地方へ行ったら、夜はやっぱり飲み会だい。男四人と私とで、あるスナックで歌を歌ったりして飲んでいたその夜。だれかがスローナンバーを歌ったら、遠くの席から一人のおじいさんがやって来て、私の手をとってさっさとチークを踊り始めてしまった。老人に優しい私は、あまり体がくっつかないようにということだけ気をつけてやり過ごしたけど、ひとむかし前なら水割り頭からかけてやったかも。
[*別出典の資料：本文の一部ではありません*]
//! Immutable frame sequences captured by a prepare pass

use super::types::{Frame, ItemIndex};

/// Ordered frames for every item at one point in time.
///
/// Built once by `StackLayout::prepare` and never mutated afterwards; the
/// engine swaps whole snapshots instead of editing them in place.
///
/// # Invariants
/// - `frames[i]` belongs to item `i`
/// - `frames[i].y == frames[i - 1].bottom()` for `i > 0`, and `frames[0].y == 0`
#[derive(Debug, Clone, PartialEq, Default)]
pub struct LayoutSnapshot {
    frames: Vec<Frame>,
}

impl LayoutSnapshot {
    /// Empty snapshot (no items).
    pub fn empty() -> Self {
        Self::default()
    }

    pub(crate) fn from_frames(frames: Vec<Frame>) -> Self {
        Self { frames }
    }

    /// Number of frames.
    pub fn len(&self) -> usize {
        self.frames.len()
    }

    /// Check if empty.
    pub fn is_empty(&self) -> bool {
        self.frames.is_empty()
    }

    /// Frame for an item, or `None` when the index is out of range.
    pub fn get(&self, index: ItemIndex) -> Option<Frame> {
        self.frames.get(index.get()).copied()
    }

    /// All frames in stacking order.
    pub fn frames(&self) -> &[Frame] {
        &self.frames
    }

    /// Iterate over `(index, frame)` pairs in stacking order.
    pub fn iter(&self) -> impl Iterator<Item = (ItemIndex, Frame)> + '_ {
        self.frames
            .iter()
            .enumerate()
            .map(|(idx, frame)| (ItemIndex::new(idx), *frame))
    }

    /// Sum of all frame heights.
    pub fn total_height(&self) -> f64 {
        self.frames.iter().map(|f| f.height).sum()
    }

    /// Frames overlapping `query`, in ascending index order.
    ///
    /// Linear scan. Overlap requires shared positive area.
    pub fn intersecting(&self, query: &Frame) -> Vec<Frame> {
        self.frames
            .iter()
            .filter(|frame| frame.intersects(query))
            .copied()
            .collect()
    }
}
//! Headless card deck driving the layout engine
//!
//! Plays the role of the host view: owns the cards, answers size queries,
//! turns taps into selection changes, and collects the transition plan
//! produced by each relayout.

pub mod transition;

pub use transition::{ItemTransition, TransitionPlan};

use crate::layout::{DefaultHeights, Frame, HitTestResult, ItemIndex, Size, StackLayout};
use serde::{Deserialize, Serialize};
use thiserror::Error;
use tracing::{debug, info};

/// Errors raised by deck interactions.
#[derive(Debug, Error, Clone, PartialEq)]
pub enum DeckError {
    /// Tapped a card index that does not exist.
    #[error("No card at index {index} (deck has {card_count} cards)")]
    NoSuchCard {
        /// Requested index.
        index: ItemIndex,
        /// Number of cards in the deck.
        card_count: usize,
    },

    /// Tapped a viewport position not covered by any card.
    #[error("No card at viewport position y={y}")]
    NothingAtPosition {
        /// Content-space y that was tested.
        y: f64,
    },
}

/// A single expandable card.
#[derive(Debug, Clone, PartialEq, Eq, Serialize)]
pub struct Card {
    /// Title shown on the card.
    pub title: String,
    /// Whether the card shows its full content.
    pub expanded: bool,
}

impl Card {
    /// Create a collapsed card.
    pub fn new(title: impl Into<String>) -> Self {
        Self {
            title: title.into(),
            expanded: false,
        }
    }
}

/// How the deck answers the engine's size queries.
#[derive(Debug, Clone, Copy, PartialEq, Eq, Default, Deserialize, Serialize)]
#[serde(rename_all = "lowercase")]
pub enum SizingMode {
    /// Every card reports a measured size scaled by its expand state.
    #[default]
    Measured,
    /// Cards report nothing; the engine's default heights apply.
    Fallback,
}

/// Measurements used by `SizingMode::Measured`.
#[derive(Debug, Clone, Copy, PartialEq, Serialize)]
pub struct CardMetrics {
    /// Full height of a card's content.
    pub content_height: f64,
    /// Fraction of `content_height` shown while collapsed.
    pub overview_fraction: f64,
}

impl CardMetrics {
    /// Size of a card at the given viewport width.
    pub fn size_for(&self, card: &Card, viewport_width: f64) -> Size {
        let fraction = if card.expanded {
            1.0
        } else {
            self.overview_fraction
        };
        Size::new(viewport_width, self.content_height * fraction)
    }
}

impl Default for CardMetrics {
    fn default() -> Self {
        Self {
            content_height: 250.0,
            overview_fraction: 0.25,
        }
    }
}

/// Deck configuration.
#[derive(Debug, Clone, Copy, PartialEq, Default)]
pub struct DeckOptions {
    /// Size query strategy.
    pub sizing: SizingMode,
    /// Measured-size parameters.
    pub metrics: CardMetrics,
    /// Engine fallback heights.
    pub defaults: DefaultHeights,
}

/// A scrolling deck of cards laid out by `StackLayout`.
#[derive(Debug, Clone)]
pub struct CardDeck {
    cards: Vec<Card>,
    layout: StackLayout,
    viewport: Size,
    scroll_offset: f64,
    options: DeckOptions,
}

impl CardDeck {
    /// Create a deck of `card_count` collapsed cards titled `Item 0`, `Item 1`, ...
    pub fn new(card_count: usize, viewport: Size, options: DeckOptions) -> Self {
        let cards = (0..card_count)
            .map(|idx| Card::new(format!("Item {idx}")))
            .collect();
        Self::with_cards(cards, viewport, options)
    }

    /// Create a deck from explicit cards. Runs the initial prepare pass.
    pub fn with_cards(cards: Vec<Card>, viewport: Size, options: DeckOptions) -> Self {
        let mut deck = Self {
            cards,
            layout: StackLayout::with_defaults(options.defaults),
            viewport,
            scroll_offset: 0.0,
            options,
        };
        deck.relayout();
        deck
    }

    /// Cards in stacking order.
    pub fn cards(&self) -> &[Card] {
        &self.cards
    }

    /// Underlying layout engine.
    pub fn layout(&self) -> &StackLayout {
        &self.layout
    }

    /// Current viewport size.
    pub fn viewport(&self) -> Size {
        self.viewport
    }

    /// Current scroll offset.
    pub fn scroll_offset(&self) -> f64 {
        self.scroll_offset
    }

    /// Largest offset that still fills the viewport with content.
    pub fn max_scroll_offset(&self) -> f64 {
        (self.layout.content_size().height - self.viewport.height).max(0.0)
    }

    /// Scroll to an offset without relayout, clamped to the scrollable range.
    pub fn set_scroll_offset(&mut self, offset: f64) {
        self.scroll_offset = self.clamp_scroll(offset);
    }

    fn clamp_scroll(&self, offset: f64) -> f64 {
        offset.clamp(0.0, self.max_scroll_offset())
    }

    /// Plan for the layout as it stands, without a new prepare pass.
    pub fn current_plan(&self) -> TransitionPlan {
        TransitionPlan::capture(&self.layout, self.scroll_offset, self.scroll_offset)
    }

    /// Run a prepare pass and retarget the scroll offset.
    ///
    /// The corrected offset is clamped to `[0, max_scroll_offset]`, so a
    /// collapse near the end of the deck pulls the viewport back onto content.
    pub fn relayout(&mut self) -> TransitionPlan {
        let cards = &self.cards;
        let width = self.viewport.width;
        let DeckOptions { sizing, metrics, .. } = self.options;

        self.layout.prepare(cards.len(), width, |idx| match sizing {
            SizingMode::Measured => cards.get(idx.get()).map(|card| metrics.size_for(card, width)),
            SizingMode::Fallback => None,
        });

        let scroll_from = self.scroll_offset;
        let corrected = self.layout.corrected_scroll_offset(
            self.layout.selected(),
            scroll_from,
            self.viewport.height,
        );
        let scroll_to = self.clamp_scroll(corrected);
        self.scroll_offset = scroll_to;

        TransitionPlan::capture(&self.layout, scroll_from, scroll_to)
    }

    /// Toggle a card.
    ///
    /// Tapping the selected card clears the selection; tapping any other
    /// card selects it. Only the tapped card's expand state flips.
    pub fn tap(&mut self, index: ItemIndex) -> Result<TransitionPlan, DeckError> {
        let card_count = self.cards.len();
        let card = self
            .cards
            .get_mut(index.get())
            .ok_or(DeckError::NoSuchCard { index, card_count })?;
        card.expanded = !card.expanded;
        let expanded = card.expanded;

        let selected = if self.layout.selected() == Some(index) {
            None
        } else {
            Some(index)
        };
        self.layout.set_selected(selected);

        info!(%index, expanded, ?selected, "Card tapped");
        Ok(self.relayout())
    }

    /// Tap whatever card sits at viewport-relative `y`.
    pub fn tap_at(&mut self, viewport_y: f64) -> Result<TransitionPlan, DeckError> {
        let content_y = self.scroll_offset + viewport_y;
        match self.layout.hit_test(content_y) {
            HitTestResult::Hit { item_index, .. } => self.tap(item_index),
            HitTestResult::Miss => Err(DeckError::NothingAtPosition { y: content_y }),
        }
    }

    /// Apply a viewport size change, relaying out only if the size differs.
    pub fn resize(&mut self, viewport: Size) -> Option<TransitionPlan> {
        if !StackLayout::should_recompute(self.viewport, viewport) {
            return None;
        }
        debug!(?viewport, previous = ?self.viewport, "Viewport resized");
        self.viewport = viewport;
        Some(self.relayout())
    }

    /// Frames of cards at least partly inside the viewport.
    pub fn visible_cards(&self) -> Vec<Frame> {
        let band = Frame::new(
            0.0,
            self.scroll_offset,
            self.viewport.width,
            self.viewport.height,
        );
        self.layout.frames_intersecting(&band)
    }
}

#[cfg(test)]
#[path = "deck_tests.rs"]
mod tests;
翌日、連れの男たちに、「だれも止めないんだもんなあ。あたしが何したって言うのよ。だれもおめえなんか誘ってないっての」と言ったら、「他にだれも女の子いなかったもんねえ」。あのなー、一人しかいなけりゃ使いまわししろっての? 「一人しかいないならいないで、自分たちの連れだって、所有権示して止めなきゃだめだよ、けんかするわけにいかないんだから、こっちは。あたしたちのような職業はああいうの通りすがりだけだからまだいいけど、あんなの上司だったらセクシュアル・ハラスメントとかさ」「ああ、いろいろ大変らしいですよう。僕の友だちにデパートに勤めてるやついるんですけど、一人のお尻さわると、他の子があの子だけさわったって怒るんだって。平等にさわってやんなきゃなんない。大変だって言ってましたよ」
思わず腕組みする私。彼は友人の話をウのみにしているだけなんだろうけど。彼は、ある新興宗教の信者であるので、「その友だちってのもその仲間?」と聞いてみた。「そうです」「そいつ、信心が足んねえよ」。職場でお尻さわられたい女なんか、聞いたことねえぞー! いいかげんにしなさい、と漫才つっこみしたくなるほど、まーだそんなこと言ってんのって感じだぞ。
これからは、まだそんな事やったり言ったりしている男に、同性である立場から、恥ずかしいぞと教えてやったり、セクシュアル・ハラスマー1号とあだなを付けたりしてやるのがいいと思うわ。